Last Sunday we visited "The International Church" which holds it's meetings at the Nuart Theatre here in Moscow. It turns out to be the latest in a string of about a dozen or so churches started in Moscow and Pullman since 1971 by Jim Wilson. The service was informal: some a Capella singing from a broadly-sourced traditional hymnal; a children's homily (with cookies) that was sincere, appropriate, and affectionate; prayer requests taken and then immediately dealt with; communion; an adult sermon by the same guy as preached to the kids and by adult I mean vague and overly introspective (guy is not Jim Wilson, it wasn't his week); another hymn and then the Benediction.
   Afterward I got to chat with Jim for a while. He's 84, lost his wife a year ago. Walks with a cane. Two of his sons are pastors of daughter churches of his. Christ Church and All Souls, but his sons have very different theology from his. I told him I'd visited Christ Church. He explained why he didn't like Reformed theology, and I nodded. I explained why I didn't like Pietism, and he nodded. It was very pleasant, he gave me a copy of his testimony, a copy of the sermon he preached at his wife's funeral (she' asked him to) and a couple of pamphlets he'd written. I asked him if he'd had a purpose for coming here, to Moscow. He told me he had.
   Jim joined the Navy as soon as he graduated from High School in April of 1945, and while in boot camp, applied to the Naval Academy Prep School. He got in, earned his appointment and entered the Naval Academy in June of 1946. He became a Christian during his Plebe year. After graduating he spent eight years as a Naval Officer. He gave me another book that he'd written in 1964, and has been updating regularly up to its current 2009 fifth edition. It is titled "Principles of War: A Handbook on Strategic Evangelism."  He said that he'd looked around for an objective that was both feasible and winnable. New York was neither, but Moscow/Pullman was both: Pagan, liberal College towns where he could have a broad and deep impact on the culture and future of two states. I think that he is doing just that.
   I have always kind of scoffed at the phrase "Spiritual Warfare," as being a nearly oxymoronic cliché, an inappropriate metaphor. But how am I supposed to become the person I am meant to be? Do I think that I'm going to get even part way there without a struggle? I can barely deal with my day-to-day concerns: getting some food, succeeding in class, the success of my wife and children, not becoming incapacitated by depression or anxiety. Gosh am I over my head.
  I liked and admired Jim Wilson immediately. I've started reading his book. Also, I'm starting to wonder what's in the water over here.

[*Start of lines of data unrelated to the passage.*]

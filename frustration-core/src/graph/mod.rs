//! Weighted graph model for Ising problems.
//!
//! Vertices carry an external field and edges carry a coupler strength. Edges
//! are stored in canonical form (`low <= high` under byte-wise identifier
//! order) so `(u, v)` and `(v, u)` address the same coupler. A graph is built
//! once through [`GraphBuilder`] and is read-only afterwards.

use std::{
    borrow::Borrow,
    collections::{HashMap, hash_map::Entry},
    fmt,
    sync::Arc,
};

use thiserror::Error;

/// Opaque vertex identifier.
///
/// Identifiers are compared byte-wise, which fixes the canonical orientation
/// of every [`Edge`] and the starting vertex of decoded cycles.
#[derive(Clone, Debug, Eq, Hash, Ord, PartialEq, PartialOrd)]
pub struct VertexId(Arc<str>);

impl VertexId {
    /// Creates an identifier from any string-like value.
    ///
    /// # Examples
    /// ```
    /// use frustration_core::VertexId;
    ///
    /// let id = VertexId::new("q17");
    /// assert_eq!(id.as_str(), "q17");
    /// ```
    #[must_use]
    pub fn new(name: impl AsRef<str>) -> Self {
        Self(Arc::from(name.as_ref()))
    }

    /// Returns the identifier as a string slice.
    #[must_use]
    #[rustfmt::skip]
    pub fn as_str(&self) -> &str { &self.0 }
}

impl fmt::Display for VertexId {
    fn fmt(&self, f: &mut fmt::Formatter<'_>) -> fmt::Result {
        f.write_str(&self.0)
    }
}

impl Borrow<str> for VertexId {
    fn borrow(&self) -> &str {
        &self.0
    }
}

impl From<&str> for VertexId {
    fn from(value: &str) -> Self {
        Self::new(value)
    }
}

impl From<String> for VertexId {
    fn from(value: String) -> Self {
        Self(Arc::from(value))
    }
}

/// An undirected edge in canonical form (`low < high`).
#[derive(Clone, Debug, Eq, Hash, Ord, PartialEq, PartialOrd)]
pub struct Edge {
    low: VertexId,
    high: VertexId,
}

impl Edge {
    /// Builds the canonical edge joining `left` and `right`.
    ///
    /// # Errors
    /// Returns [`GraphError::SelfLoop`] when both endpoints are the same
    /// vertex; self-couplings belong in the vertex field instead.
    ///
    /// # Examples
    /// ```
    /// use frustration_core::{Edge, VertexId};
    ///
    /// let forward = Edge::new(VertexId::new("b"), VertexId::new("a"))?;
    /// let backward = Edge::new(VertexId::new("a"), VertexId::new("b"))?;
    /// assert_eq!(forward, backward);
    /// assert_eq!(forward.low().as_str(), "a");
    /// # Ok::<(), frustration_core::GraphError>(())
    /// ```
    pub fn new(left: VertexId, right: VertexId) -> Result<Self, GraphError> {
        if left == right {
            return Err(GraphError::SelfLoop { vertex: left });
        }
        Ok(Self::canonical(left, right))
    }

    /// Orders two endpoints that are already known to differ.
    pub(crate) fn canonical(left: VertexId, right: VertexId) -> Self {
        if left <= right {
            Self {
                low: left,
                high: right,
            }
        } else {
            Self {
                low: right,
                high: left,
            }
        }
    }

    /// Returns the smaller endpoint.
    #[must_use]
    #[rustfmt::skip]
    pub fn low(&self) -> &VertexId { &self.low }

    /// Returns the larger endpoint.
    #[must_use]
    #[rustfmt::skip]
    pub fn high(&self) -> &VertexId { &self.high }

    /// Returns `true` when `vertex` is one of the endpoints.
    #[must_use]
    pub fn touches(&self, vertex: &VertexId) -> bool {
        &self.low == vertex || &self.high == vertex
    }
}

impl fmt::Display for Edge {
    fn fmt(&self, f: &mut fmt::Formatter<'_>) -> fmt::Result {
        write!(f, "{} {}", self.low, self.high)
    }
}

/// Errors raised while assembling an [`IsingGraph`].
#[derive(Clone, Debug, Error, PartialEq)]
#[non_exhaustive]
pub enum GraphError {
    /// An edge joined a vertex to itself.
    #[error("vertex `{vertex}` cannot be coupled to itself")]
    SelfLoop {
        /// The vertex named on both ends of the edge.
        vertex: VertexId,
    },
    /// A vertex field or coupler was NaN or infinite.
    #[error("weight for `{element}` is not finite ({weight})")]
    NonFiniteWeight {
        /// Vertex or edge the weight was attached to.
        element: String,
        /// The rejected value.
        weight: f64,
    },
}

impl GraphError {
    /// Returns a stable, machine-readable error code for the variant.
    #[must_use]
    pub const fn code(&self) -> GraphErrorCode {
        match self {
            Self::SelfLoop { .. } => GraphErrorCode::SelfLoop,
            Self::NonFiniteWeight { .. } => GraphErrorCode::NonFiniteWeight,
        }
    }
}

/// Machine-readable error codes for [`GraphError`].
#[derive(Clone, Copy, Debug, Eq, Hash, PartialEq)]
#[non_exhaustive]
pub enum GraphErrorCode {
    /// An edge joined a vertex to itself.
    SelfLoop,
    /// A weight was NaN or infinite.
    NonFiniteWeight,
}

impl GraphErrorCode {
    /// Returns the symbolic identifier for logging surfaces.
    #[must_use]
    pub const fn as_str(self) -> &'static str {
        match self {
            Self::SelfLoop => "SELF_LOOP",
            Self::NonFiniteWeight => "NON_FINITE_WEIGHT",
        }
    }
}

/// Order in which edges, vertices and report entries are visited.
///
/// The spanning tree, and therefore the basic cycles, depend on the order in
/// which edges are offered to the partition builder. `Unordered` follows the
/// hash map order and may differ between runs; `Sorted` visits everything in
/// canonical identifier order so repeated runs produce identical output.
#[derive(Clone, Copy, Debug, Default, Eq, Hash, PartialEq)]
pub enum IterationOrder {
    /// Follow hash map iteration order.
    #[default]
    Unordered,
    /// Sort by vertex identifier / canonical edge.
    Sorted,
}

/// Read-only Ising problem graph.
///
/// # Examples
/// ```
/// use frustration_core::GraphBuilder;
///
/// let mut builder = GraphBuilder::new();
/// builder.add_coupler("a", "b", -1.0)?;
/// builder.add_field("c", 0.5)?;
/// let graph = builder.build();
/// assert_eq!(graph.vertex_count(), 3);
/// assert_eq!(graph.edge_count(), 1);
/// assert_eq!(graph.field("a"), 0.0);
/// # Ok::<(), frustration_core::GraphError>(())
/// ```
#[derive(Clone, Debug, Default, PartialEq)]
pub struct IsingGraph {
    fields: HashMap<VertexId, f64>,
    couplers: HashMap<Edge, f64>,
}

impl IsingGraph {
    /// Returns the number of vertices.
    #[must_use]
    pub fn vertex_count(&self) -> usize {
        self.fields.len()
    }

    /// Returns the number of edges.
    #[must_use]
    pub fn edge_count(&self) -> usize {
        self.couplers.len()
    }

    /// Returns the external field of `vertex`, or `0.0` when it is unknown.
    #[must_use]
    pub fn field(&self, vertex: &str) -> f64 {
        self.fields.get(vertex).copied().unwrap_or(0.0)
    }

    /// Returns the coupler strength of `edge`, or `0.0` when it is absent.
    #[must_use]
    pub fn coupler(&self, edge: &Edge) -> f64 {
        self.couplers.get(edge).copied().unwrap_or(0.0)
    }

    /// Returns `true` when `vertex` belongs to the graph.
    #[must_use]
    pub fn contains_vertex(&self, vertex: &str) -> bool {
        self.fields.contains_key(vertex)
    }

    /// Iterates vertices and their fields in unspecified order.
    pub fn vertices(&self) -> impl Iterator<Item = (&VertexId, f64)> {
        self.fields.iter().map(|(vertex, weight)| (vertex, *weight))
    }

    /// Iterates edges and their couplers in unspecified order.
    pub fn edges(&self) -> impl Iterator<Item = (&Edge, f64)> {
        self.couplers.iter().map(|(edge, weight)| (edge, *weight))
    }

    /// Collects the edges in the requested [`IterationOrder`].
    #[must_use]
    pub fn ordered_edges(&self, order: IterationOrder) -> Vec<&Edge> {
        let mut edges: Vec<&Edge> = self.couplers.keys().collect();
        if order == IterationOrder::Sorted {
            edges.sort_unstable();
        }
        edges
    }
}

/// Accumulates vertex fields and couplers into an [`IsingGraph`].
///
/// Repeated contributions to the same vertex or edge are summed, matching how
/// problem files list terms.
#[derive(Clone, Debug, Default)]
pub struct GraphBuilder {
    fields: HashMap<VertexId, f64>,
    couplers: HashMap<Edge, f64>,
}

impl GraphBuilder {
    /// Creates an empty builder.
    #[must_use]
    pub fn new() -> Self {
        Self::default()
    }

    /// Registers `vertex` with a zero field if it is not known yet.
    pub fn add_vertex(&mut self, vertex: impl Into<VertexId>) -> &mut Self {
        self.fields.entry(vertex.into()).or_insert(0.0);
        self
    }

    /// Adds `weight` to the external field of `vertex`.
    ///
    /// # Errors
    /// Returns [`GraphError::NonFiniteWeight`] when `weight` is NaN or
    /// infinite.
    pub fn add_field(
        &mut self,
        vertex: impl Into<VertexId>,
        weight: f64,
    ) -> Result<&mut Self, GraphError> {
        let vertex = vertex.into();
        ensure_finite(&vertex, weight)?;
        *self.fields.entry(vertex).or_insert(0.0) += weight;
        Ok(self)
    }

    /// Adds `weight` to the coupler joining `left` and `right`, registering
    /// both endpoints as vertices.
    ///
    /// # Errors
    /// Returns [`GraphError::SelfLoop`] when both endpoints match and
    /// [`GraphError::NonFiniteWeight`] when `weight` is NaN or infinite.
    pub fn add_coupler(
        &mut self,
        left: impl Into<VertexId>,
        right: impl Into<VertexId>,
        weight: f64,
    ) -> Result<&mut Self, GraphError> {
        let edge = Edge::new(left.into(), right.into())?;
        ensure_finite(&edge, weight)?;
        self.fields.entry(edge.low.clone()).or_insert(0.0);
        self.fields.entry(edge.high.clone()).or_insert(0.0);
        match self.couplers.entry(edge) {
            Entry::Occupied(mut slot) => *slot.get_mut() += weight,
            Entry::Vacant(slot) => {
                slot.insert(weight);
            }
        }
        Ok(self)
    }

    /// Applies `map` to every accumulated field and coupler.
    ///
    /// Used by input readers that rescale or shift all weights before handing
    /// the graph over.
    ///
    /// # Errors
    /// Returns [`GraphError::NonFiniteWeight`] if `map` produces NaN or an
    /// infinity.
    pub fn map_weights(
        &mut self,
        mut map: impl FnMut(f64) -> f64,
    ) -> Result<&mut Self, GraphError> {
        for (vertex, weight) in &mut self.fields {
            *weight = map(*weight);
            ensure_finite(vertex, *weight)?;
        }
        for (edge, weight) in &mut self.couplers {
            *weight = map(*weight);
            ensure_finite(edge, *weight)?;
        }
        Ok(self)
    }

    /// Rewrites the accumulated QUBO coefficients as an Ising problem.
    ///
    /// Linear terms are halved; every quadratic term is quartered and the
    /// quarter is also added to the field of both endpoints.
    ///
    /// # Examples
    /// ```
    /// use frustration_core::{Edge, GraphBuilder, VertexId};
    ///
    /// let mut builder = GraphBuilder::new();
    /// builder.add_field("0", 2.0)?.add_coupler("0", "1", 4.0)?;
    /// builder.qubo_to_ising();
    /// let graph = builder.build();
    /// let edge = Edge::new(VertexId::new("0"), VertexId::new("1"))?;
    /// assert_eq!(graph.field("0"), 2.0);
    /// assert_eq!(graph.field("1"), 1.0);
    /// assert_eq!(graph.coupler(&edge), 1.0);
    /// # Ok::<(), frustration_core::GraphError>(())
    /// ```
    pub fn qubo_to_ising(&mut self) -> &mut Self {
        for weight in self.fields.values_mut() {
            *weight /= 2.0;
        }
        for (edge, weight) in &mut self.couplers {
            *weight /= 4.0;
            for endpoint in [&edge.low, &edge.high] {
                *self.fields.entry(endpoint.clone()).or_insert(0.0) += *weight;
            }
        }
        self
    }

    /// Freezes the accumulated weights into an [`IsingGraph`].
    #[must_use]
    pub fn build(self) -> IsingGraph {
        IsingGraph {
            fields: self.fields,
            couplers: self.couplers,
        }
    }
}

fn ensure_finite(element: &impl fmt::Display, weight: f64) -> Result<(), GraphError> {
    if weight.is_finite() {
        Ok(())
    } else {
        Err(GraphError::NonFiniteWeight {
            element: element.to_string(),
            weight,
        })
    }
}

#[cfg(test)]
mod tests;
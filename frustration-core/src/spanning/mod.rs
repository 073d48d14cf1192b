//! Spanning-forest partition of a graph's edges.
//!
//! Edges are offered one at a time to a disjoint-set forest over the vertices.
//! An edge whose endpoints already share a set closes a cycle and becomes a
//! non-tree edge; every other edge merges two sets and joins the spanning
//! forest. Any visiting order yields a valid forest, but which forest (and so
//! which basic cycles) depends on that order.

mod union_find;

use std::collections::HashMap;

use tracing::{debug, instrument};

use crate::graph::{Edge, IsingGraph, IterationOrder, VertexId};

use self::union_find::DisjointSet;

/// Tree and non-tree edges of a spanning forest.
#[derive(Clone, Debug, Default, PartialEq, Eq)]
pub struct EdgePartition {
    tree: Vec<Edge>,
    non_tree: Vec<Edge>,
    component_count: usize,
}

impl EdgePartition {
    /// Edges of the spanning forest, in discovery order.
    #[must_use]
    #[rustfmt::skip]
    pub fn tree(&self) -> &[Edge] { &self.tree }

    /// Edges left out of the forest, in discovery order. Each closes exactly
    /// one basic cycle.
    #[must_use]
    #[rustfmt::skip]
    pub fn non_tree(&self) -> &[Edge] { &self.non_tree }

    /// Number of connected components of the graph.
    #[must_use]
    #[rustfmt::skip]
    pub fn component_count(&self) -> usize { self.component_count }

    /// Cyclomatic number `|E| - |V| + components`, i.e. the size of any
    /// cycle basis.
    #[must_use]
    pub fn cyclomatic_number(&self) -> usize {
        self.non_tree.len()
    }
}

/// Splits the graph's edges into a spanning forest and the remaining edges.
///
/// # Examples
/// ```
/// use frustration_core::{GraphBuilder, IterationOrder, partition_edges};
///
/// let mut builder = GraphBuilder::new();
/// builder
///     .add_coupler("0", "1", -1.0)?
///     .add_coupler("1", "2", -1.0)?
///     .add_coupler("0", "2", 1.0)?;
/// let partition = partition_edges(&builder.build(), IterationOrder::Sorted);
/// assert_eq!(partition.tree().len(), 2);
/// assert_eq!(partition.non_tree().len(), 1);
/// assert_eq!(partition.component_count(), 1);
/// # Ok::<(), frustration_core::GraphError>(())
/// ```
#[must_use]
#[instrument(
    name = "core.partition",
    skip(graph),
    fields(vertices = graph.vertex_count(), edges = graph.edge_count()),
)]
pub fn partition_edges(graph: &IsingGraph, order: IterationOrder) -> EdgePartition {
    let index: HashMap<&VertexId, usize> = graph
        .vertices()
        .enumerate()
        .map(|(position, (vertex, _))| (vertex, position))
        .collect();
    let mut sets = DisjointSet::new(index.len());
    let mut tree = Vec::with_capacity(graph.vertex_count().saturating_sub(1));
    let mut non_tree = Vec::new();

    for edge in graph.ordered_edges(order) {
        // Builder invariant: both endpoints are registered vertices.
        let (Some(&low), Some(&high)) = (index.get(edge.low()), index.get(edge.high())) else {
            continue;
        };
        if sets.union(low, high) {
            tree.push(edge.clone());
        } else {
            non_tree.push(edge.clone());
        }
    }

    let partition = EdgePartition {
        tree,
        non_tree,
        component_count: sets.sets(),
    };
    debug!(
        tree_edges = partition.tree.len(),
        non_tree_edges = partition.non_tree.len(),
        components = partition.component_count,
        "spanning forest built"
    );
    partition
}

#[cfg(test)]
mod tests;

Wednesday, October 5, 2011

So I started this blog yesterday while I was supposed to be doing my math homework. It worked out because Seri came over to do math around 10 and we slogged along for a couple of hours and got it done. Very last thing. I don't know that I would have done it at all if she hadn't come over, I likely would have just blown it off and read up on celebrity gossip instead. I went around and around in my head over this, thinking that I couldn't do this on my own, couldn't repent of both sloth and slack, and then realising that being a self-made man was never a part of the plan and wasn't going to work any better than paying for my own sins and saving myself was. I will succeed here not because I have any virtues, but because I'm going to do a lot of work. A snack, then off to the lab and then the ACM soldering party.

Tuesday, October 4, 2011

I wonder

I have always thought of myself as a late-bloomer, but lately I have realized that it is entirely possible to go completely to seed without ever having bloomed. It seemed to me that if I didn't go find myself some grow sticks pronto I could really completely miss my chance. And I really want to bloom. I better get started.